I registri di malattia vengono realizzati a livello nazionale o può esserci una prospettiva internazionale?
«Esistono diversi registri di malattia nel mondo, che vengono utilizzati anche per monitorare la sicurezza dei nuovi farmaci. Un esempio si chiama TysEDMUS ed è utilizzato in Francia; un altro c’è in Svezia: sono registri di malattia che, attraverso link automatici, sono in diretto collegamento con i registri di farmaci delle Agenzie regolatorie, come la nostra AIFA. È un esempio che anche in Italia potremo cercare di seguire, mettendo in comunicazione reciproca il registro di malattia che esiste già e si chiama iMED con i registri dell’AIFA sui farmaci, come per esempio quello sul natalizumab o quello che è in corso di preparazione per la nuova terapia con fingolimod.

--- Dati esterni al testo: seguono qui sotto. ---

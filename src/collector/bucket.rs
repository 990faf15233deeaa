use super::convert::{Converted, Sample};
use crate::metrics::{Histogram, Labels, MetricKey, MetricValue, TIMER_BUCKETS};

use std::collections::HashMap;
use std::time::{Duration, Instant};

pub(super) enum Stored {
    Counter(f64),
    Gauge(f64),
    Histogram(Histogram),
}

impl Stored {
    fn value(&self) -> MetricValue {
        match self {
            Self::Counter(v) => MetricValue::Counter(*v),
            Self::Gauge(v) => MetricValue::Gauge(*v),
            Self::Histogram(h) => MetricValue::Histogram(h.value()),
        }
    }
}

pub(super) struct MetricWithExpiry {
    pub name: String,
    pub labels: Labels,
    pub stored: Stored,
    pub updated: Instant,
}

impl MetricWithExpiry {
    pub fn value(&self) -> MetricValue {
        self.stored.value()
    }
}

/// The live metrics of one source id, the unit of expiration.
pub(super) struct SourceIdBucket {
    pub metrics: HashMap<MetricKey, MetricWithExpiry>,
    pub updated: Instant,
}

impl SourceIdBucket {
    pub fn new(now: Instant) -> Self {
        Self {
            metrics: HashMap::new(),
            updated: now,
        }
    }

    /// Counters and gauges replace the stored value. Timers are observed into
    /// the existing histogram for the identity, or a new one.
    pub fn add(&mut self, converted: Converted, now: Instant) {
        let Converted {
            key,
            name,
            labels,
            sample,
        } = converted;

        let stored = match sample {
            Sample::Counter(v) => Stored::Counter(v),
            Sample::Gauge(v) => Stored::Gauge(v),
            Sample::Timer(seconds) => {
                let mut histogram = match self.metrics.remove(&key) {
                    Some(MetricWithExpiry {
                        stored: Stored::Histogram(histogram),
                        ..
                    }) => histogram,
                    _ => Histogram::new(&TIMER_BUCKETS),
                };
                histogram.observe(seconds);
                Stored::Histogram(histogram)
            }
        };

        self.metrics.insert(
            key,
            MetricWithExpiry {
                name,
                labels,
                stored,
                updated: now,
            },
        );
        self.updated = now;
    }

    /// Removes metrics not updated within `ttl` of `now`, returning how many
    /// were removed.
    pub fn expire(&mut self, now: Instant, ttl: Duration) -> usize {
        let before = self.metrics.len();
        self.metrics
            .retain(|_, metric| now.saturating_duration_since(metric.updated) < ttl);
        before - self.metrics.len()
    }

    pub fn is_expired(&self, now: Instant, ttl: Duration) -> bool {
        now.saturating_duration_since(self.updated) >= ttl
    }
}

Uno degli obiettivi che mi propongo di realizzare durante il mio nuovo mandato di Presidente di ECTRIMS è proprio questo: vogliamo cercare di mettere insieme tutti i registri nazionali di malattia utilizzati nei diversi Stati per farne un unico Registro Europeo, che diventi una fonte straordinaria, sia per il paziente che per i medici, di informazione sulla sclerosi multipla in generale e sull’ efficacia e sicurezza delle terapie utilizzate. La persona con SM si potrà così trovare ad affrontare una nuova terapia sapendo di avere a disposizione una ricca serie di informazioni su quel farmaco e potrà scegliere con maggiore e più fondata tranquillità come curarsi».

 

ECTRIMS - il più importante appuntamento internazionale con la ricerca ed il trattamento della SM - si è svolto dal 19 al 22 ottobre 2011 ad Amsterdam. Per l’occasione AISM ha realizzato uno Speciale di approfondimento con focus e interviste ai ricercatori, che hanno illustrato i loro studi più recenti sulla SM e gli ambiti di ricerca di maggiore interesse, nonché gli effetti che potranno avere sulla vita delle persone con SM.